People from all walks of life and all changes tackle the mighty Mount Kilimanjaro, but the lower age limit is 10 years old for safety reasons. There is no upper age limit, all that matters is that climbers are in good health.
Mount Kilimanjaro can look daunting – in the morning light her peak glimmers like an icy diamond, and she always throws her shadow far across the Serengeti. Ascending this mountain is not a technical climb and mountaineering knowledge is not necessary. However, at over 19,340 feet attempting to reach the summit is not a decision to take lightly.
One of the main obstacles climbers are confronted with can be altitude sickness, a debilitating reaction to the change in oxygen that can sweep you off your feet. Everyone reacts differently to changes in altitude so it is difficult to pre-empt how challenging you will find it. However, because she is not a technical mountain it means that everyone has the chance of reaching the glory spot – the peak where all of Africa is laid out beneath your feet.
Those who are spritely on their feet, strong in their bones, and have a fierce sense of determination are more likely to make it to the top. Our success rate is very high, with over 98% of climbers managing to make it to the peak. However, we do recommend spending time before your visit to improve your strength and stamina as this will make the climb easier for you.
Those who are already active in their everyday lives may want to increase their activities, those who are not so active may need to work out a fitness regime or plan prior to attempting the climb. We recommend starting fitness preparations 3-4 months in advance.
We also recommend practicing long distance walking if this is something you haven’t done before. There is a huge physical difference in taking a short stroll around the park and walking up Africa’s highest mountain for days straight.
We recommend the following;
Running, cycling or jogging to build lung efficiency
Building overall muscle strength, particularly in your legs
Reducing body fat and improving tone
We welcome you to Tanzania without the need for injections, but we do like to recommend that our travelers top up on their inoculations to ensure their complete health and wellbeing. We recommend you check the following are in date; hepatitis A, typhoid, tetanus, polio, rabies, and meningitis. We also recommend visiting your local travel health clinic to check your records are up to date. Also anyone traveling from a yellow fever area will need to bring a vaccination certificate with them.

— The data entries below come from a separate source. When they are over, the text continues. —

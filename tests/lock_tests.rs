//! Tests for the tree lock protocol.
//!
//! A write lock must exclude everything on the container and its
//! subtree; read locks coexist with other readers and with readers on
//! ancestors; try-lock reports Busy instead of waiting; blocked waiters
//! make progress once the holder releases.

use paddock::cgroup::{CgroupDriver, Hierarchy, CTRL_FREEZER};
use paddock::{ClientSession, Config, Daemon, ErrorKind, HostPath};
use std::sync::atomic::{AtomicBool, Ordering};
use std::sync::Arc;
use std::thread;
use std::time::Duration;
use tempfile::TempDir;

fn test_daemon(tmp: &TempDir) -> Arc<Daemon> {
    let mut config = Config::default();
    config.keyvalue.root = tmp.path().join("kvs");
    config.container.tmp_dir = tmp.path().join("work");
    let driver = CgroupDriver::with_hierarchies(vec![Hierarchy {
        kind: "freezer",
        controllers: CTRL_FREEZER,
        mount: HostPath::new(tmp.path().join("freezer")),
    }]);
    let daemon = Daemon::with_driver(config, driver).unwrap();
    daemon.bootstrap().unwrap();
    daemon
}

#[test]
fn test_readers_share() {
    let tmp = TempDir::new().unwrap();
    let daemon = test_daemon(&tmp);
    let client = ClientSession::system();
    let ct = daemon.create(&client, "a").unwrap();

    let first = daemon.tree.lock_read(&ct).unwrap();
    let second = daemon.tree.lock_read(&ct).unwrap();
    drop(first);
    drop(second);
}

#[test]
fn test_writer_excludes_readers_and_writers() {
    let tmp = TempDir::new().unwrap();
    let daemon = test_daemon(&tmp);
    let client = ClientSession::system();
    let ct = daemon.create(&client, "a").unwrap();

    let write = daemon.tree.lock_write(&ct).unwrap();
    assert_eq!(
        daemon.tree.try_lock_read(&ct).unwrap_err().kind(),
        ErrorKind::Busy
    );
    assert_eq!(
        daemon.tree.try_lock_write(&ct).unwrap_err().kind(),
        ErrorKind::Busy
    );
    drop(write);
    daemon.tree.try_lock_read(&ct).unwrap();
}

#[test]
fn test_descendant_read_blocks_ancestor_write() {
    let tmp = TempDir::new().unwrap();
    let daemon = test_daemon(&tmp);
    let client = ClientSession::system();
    let parent = daemon.create(&client, "a").unwrap();
    let child = daemon.create(&client, "a/b").unwrap();

    let child_read = daemon.tree.lock_read(&child).unwrap();

    // the ancestor can still be read but not written
    daemon.tree.try_lock_read(&parent).unwrap();
    assert_eq!(
        daemon.tree.try_lock_write(&parent).unwrap_err().kind(),
        ErrorKind::Busy
    );

    drop(child_read);
    daemon.tree.try_lock_write(&parent).unwrap();
}

#[test]
fn test_ancestor_write_blocks_descendant_locks() {
    let tmp = TempDir::new().unwrap();
    let daemon = test_daemon(&tmp);
    let client = ClientSession::system();
    let parent = daemon.create(&client, "a").unwrap();
    let child = daemon.create(&client, "a/b").unwrap();

    let parent_write = daemon.tree.lock_write(&parent).unwrap();
    assert_eq!(
        daemon.tree.try_lock_read(&child).unwrap_err().kind(),
        ErrorKind::Busy
    );
    assert_eq!(
        daemon.tree.try_lock_write(&child).unwrap_err().kind(),
        ErrorKind::Busy
    );
    drop(parent_write);
    daemon.tree.try_lock_write(&child).unwrap();
}

#[test]
fn test_sibling_writes_are_independent() {
    let tmp = TempDir::new().unwrap();
    let daemon = test_daemon(&tmp);
    let client = ClientSession::system();
    let a = daemon.create(&client, "a").unwrap();
    let b = daemon.create(&client, "b").unwrap();

    let _a_write = daemon.tree.lock_write(&a).unwrap();
    daemon.tree.try_lock_write(&b).unwrap();
}

#[test]
fn test_blocked_writer_makes_progress() {
    let tmp = TempDir::new().unwrap();
    let daemon = test_daemon(&tmp);
    let client = ClientSession::system();
    let ct = daemon.create(&client, "a").unwrap();

    let read = daemon.tree.lock_read(&ct).unwrap();
    let acquired = Arc::new(AtomicBool::new(false));

    let waiter = {
        let daemon = daemon.clone();
        let ct = ct.clone();
        let acquired = acquired.clone();
        thread::spawn(move || {
            let _write = daemon.tree.lock_write(&ct).unwrap();
            acquired.store(true, Ordering::SeqCst);
        })
    };

    thread::sleep(Duration::from_millis(100));
    assert!(!acquired.load(Ordering::SeqCst), "writer jumped the read lock");

    drop(read);
    waiter.join().unwrap();
    assert!(acquired.load(Ordering::SeqCst));
}

#[test]
fn test_lock_on_destroyed_container_fails() {
    let tmp = TempDir::new().unwrap();
    let daemon = test_daemon(&tmp);
    let client = ClientSession::system();
    let ct = daemon.create(&client, "a").unwrap();

    daemon.destroy(&client, "a").unwrap();
    let err = daemon.tree.lock_read(&ct).unwrap_err();
    assert_eq!(err.kind(), ErrorKind::ContainerDoesNotExist);
}

#[test]
fn test_concurrent_readers_and_writers_exclusion() {
    let tmp = TempDir::new().unwrap();
    let daemon = test_daemon(&tmp);
    let client = ClientSession::system();
    let ct = daemon.create(&client, "a").unwrap();

    let writers_inside = Arc::new(AtomicBool::new(false));
    let violation = Arc::new(AtomicBool::new(false));
    let mut handles = Vec::new();

    for i in 0..8 {
        let daemon = daemon.clone();
        let ct = ct.clone();
        let writers_inside = writers_inside.clone();
        let violation = violation.clone();
        handles.push(thread::spawn(move || {
            for _ in 0..50 {
                if i % 2 == 0 {
                    let _guard = daemon.tree.lock_write(&ct).unwrap();
                    if writers_inside.swap(true, Ordering::SeqCst) {
                        violation.store(true, Ordering::SeqCst);
                    }
                    thread::sleep(Duration::from_micros(50));
                    writers_inside.store(false, Ordering::SeqCst);
                } else {
                    let _guard = daemon.tree.lock_read(&ct).unwrap();
                    if writers_inside.load(Ordering::SeqCst) {
                        violation.store(true, Ordering::SeqCst);
                    }
                }
            }
        }));
    }
    for handle in handles {
        handle.join().unwrap();
    }
    assert!(!violation.load(Ordering::SeqCst), "lock protocol violated");
}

Traveling to far flung new countries, changes in temperature, and differences in diet can lead to mild stomach problems whose side effects include vomiting and diarrhea. Some clients can mistake the body’s reaction to these changes as food poisoning but this is often not the case. We do recommend bringing with you your preferred treatment against stomach problems to help facilitate a speedy recovery. We also recommend staying hydrated and drinking lots of water as this can also help stave off dehydration which can make matters much worse.
There are many images showcasing Mount Kilimanjaro with a shimmering snowcapped peak, but along the way you will cross many varied weather conditions and terrains. From blistering sun to wetlands, this is why it’s important to be prepared for every possibility. Make sure you bring a hat to protect your head from the harsh rays of the African sun. We also suggest using a high factor sun cream to keep your skin shielded from UV light and making sure to cover every inch of exposed skin.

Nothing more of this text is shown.